I helped my uncle navigate the overly bureaucratic U.S. health care system. I ran down a radiologist friend in the hallway just to print out a copy of my uncle’s CT scan for him to bring to his PET scan, scheduled for the following day. Apparently a hospital clerk had informed my uncle that the hospital was out of film and would not be able to supply the copy of the CT scan that the insurance company and clerks at the PET scan office had said would be necessary for him to have his PET scan. The PET scan was scheduled for the following morning. I didn’t share with my uncle that the reason our hospital was out of film was that the vicissitudes of market medicine had rendered the hospital nearly bankrupt, so it couldn’t pay its bills, leading the X-ray film company to refuse to deliver us any more film on credit. I begged and pleaded, and the radiologist and I found some film not already designated for emergencies. We printed a copy of the CT scan for my uncle and thereby avoided a tense and confusing situation for him.

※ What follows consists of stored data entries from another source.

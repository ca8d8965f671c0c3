//! Loader for movement tuning files at startup.

use ron::Options;
use std::fs;
use std::path::Path;

use crate::movement::MovementTuning;

/// Error type for content loading failures.
#[derive(Debug)]
pub struct ContentLoadError {
    pub file: String,
    pub message: String,
}

impl std::fmt::Display for ContentLoadError {
    fn fmt(&self, f: &mut std::fmt::Formatter<'_>) -> std::fmt::Result {
        write!(f, "Failed to load {}: {}", self.file, self.message)
    }
}

impl std::error::Error for ContentLoadError {}

/// Serialization format of a tuning file, picked from its extension.
#[derive(Debug, Clone, Copy, PartialEq, Eq)]
pub enum TuningFormat {
    Ron,
    Json,
}

impl TuningFormat {
    /// `.json` files are JSON; everything else is read as RON.
    pub fn from_path(path: &Path) -> Self {
        match path.extension().and_then(|ext| ext.to_str()) {
            Some(ext) if ext.eq_ignore_ascii_case("json") => TuningFormat::Json,
            _ => TuningFormat::Ron,
        }
    }
}

/// Create RON options with extensions enabled for more flexible parsing.
fn ron_options() -> Options {
    Options::default().with_default_extension(ron::extensions::Extensions::IMPLICIT_SOME)
}

/// Parse tuning from an in-memory document. Missing fields take their defaults.
pub fn parse_movement_tuning(
    contents: &str,
    format: TuningFormat,
    file_name: &str,
) -> Result<MovementTuning, ContentLoadError> {
    match format {
        TuningFormat::Ron => ron_options()
            .from_str(contents)
            .map_err(|e| ContentLoadError {
                file: file_name.to_string(),
                message: format!("Parse error: {}", e),
            }),
        TuningFormat::Json => serde_json::from_str(contents).map_err(|e| ContentLoadError {
            file: file_name.to_string(),
            message: format!("Parse error: {}", e),
        }),
    }
}

/// Load movement tuning from a RON or JSON file.
pub fn load_movement_tuning(path: &Path) -> Result<MovementTuning, ContentLoadError> {
    let file_name = path.display().to_string();
    let contents = fs::read_to_string(path).map_err(|e| ContentLoadError {
        file: file_name.clone(),
        message: format!("IO error: {}", e),
    })?;

    parse_movement_tuning(&contents, TuningFormat::from_path(path), &file_name)
}
//! Validation for movement tuning values.

use crate::movement::{MovementTuning, SampledCurve, WallJumpRule};

/// A validation error naming the offending field.
#[derive(Debug)]
pub struct ValidationError {
    pub field: &'static str,
    pub message: String,
}

impl std::fmt::Display for ValidationError {
    fn fmt(&self, f: &mut std::fmt::Formatter<'_>) -> std::fmt::Result {
        write!(f, "'{}' {}", self.field, self.message)
    }
}

/// Helper macro for checking a value is finite and not negative
macro_rules! check_non_negative {
    ($errors:expr, $field:expr, $value:expr) => {
        let value: f32 = $value;
        if !value.is_finite() || value < 0.0 {
            $errors.push(ValidationError {
                field: $field,
                message: format!("must be a non-negative number, got {}", value),
            });
        }
    };
}

fn check_curve(errors: &mut Vec<ValidationError>, field: &'static str, curve: &SampledCurve) {
    if curve
        .keys()
        .iter()
        .any(|key| !key.time.is_finite() || !key.value.is_finite())
    {
        errors.push(ValidationError {
            field,
            message: "has a non-finite key".to_string(),
        });
    }
}

/// Validate movement tuning.
/// Returns a list of validation errors, empty if every value is usable.
pub fn validate_tuning(tuning: &MovementTuning) -> Vec<ValidationError> {
    let mut errors = Vec::new();

    let horizontal = &tuning.horizontal;
    check_non_negative!(errors, "horizontal.acceleration", horizontal.acceleration);
    check_non_negative!(errors, "horizontal.deceleration", horizontal.deceleration);
    check_non_negative!(
        errors,
        "horizontal.threshold_velocity",
        horizontal.threshold_velocity
    );
    check_non_negative!(
        errors,
        "horizontal.threshold_deceleration",
        horizontal.threshold_deceleration
    );

    check_non_negative!(errors, "jump.jump_speed", tuning.jump.jump_speed);
    check_non_negative!(errors, "jump.coyote_time", tuning.jump.coyote_time);
    check_non_negative!(errors, "input_buffer_window", tuning.input_buffer_window);

    let wall_jump = &tuning.wall_jump;
    check_non_negative!(errors, "wall_jump.acceleration", wall_jump.acceleration);
    if let WallJumpRule::Window { window, .. } = wall_jump.rule {
        check_non_negative!(errors, "wall_jump.rule.window", window);
    }
    check_curve(&mut errors, "wall_jump.curve", &wall_jump.curve);
    check_curve(&mut errors, "dash.curve", &tuning.dash.curve);

    let gravity = &tuning.gravity;
    check_non_negative!(errors, "gravity.base", gravity.base);
    check_non_negative!(errors, "gravity.ascending", gravity.ascending);
    check_non_negative!(errors, "gravity.falling", gravity.falling);
    check_non_negative!(errors, "gravity.wall_slide", gravity.wall_slide);

    let clamp = &tuning.clamp;
    if !(clamp.max_horizontal > 0.0) {
        errors.push(ValidationError {
            field: "clamp.max_horizontal",
            message: format!("must be positive, got {}", clamp.max_horizontal),
        });
    }
    if !(clamp.min_vertical <= 0.0 && clamp.max_vertical >= 0.0) {
        errors.push(ValidationError {
            field: "clamp.min_vertical",
            message: format!(
                "range [{}, {}] must contain zero",
                clamp.min_vertical, clamp.max_vertical
            ),
        });
    }
    if horizontal.threshold_velocity > clamp.max_horizontal {
        errors.push(ValidationError {
            field: "horizontal.threshold_velocity",
            message: format!(
                "{} exceeds clamp.max_horizontal {}",
                horizontal.threshold_velocity, clamp.max_horizontal
            ),
        });
    }

    errors
}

Later that night, however, my uncle called me in a panic. The PET scan center now said they were canceling his scheduled PET scan because the proper managed care authorization form had not been filled out. I called his surgeon, who promptly filled it out and faxed it to the billing clerk at the for-profit, freestanding PET scan center. Stage two of my uncle’s potential bureaucratic nightmare had been averted. I wondered, however, what happens to patients who don’t have a nephew on the medical staff?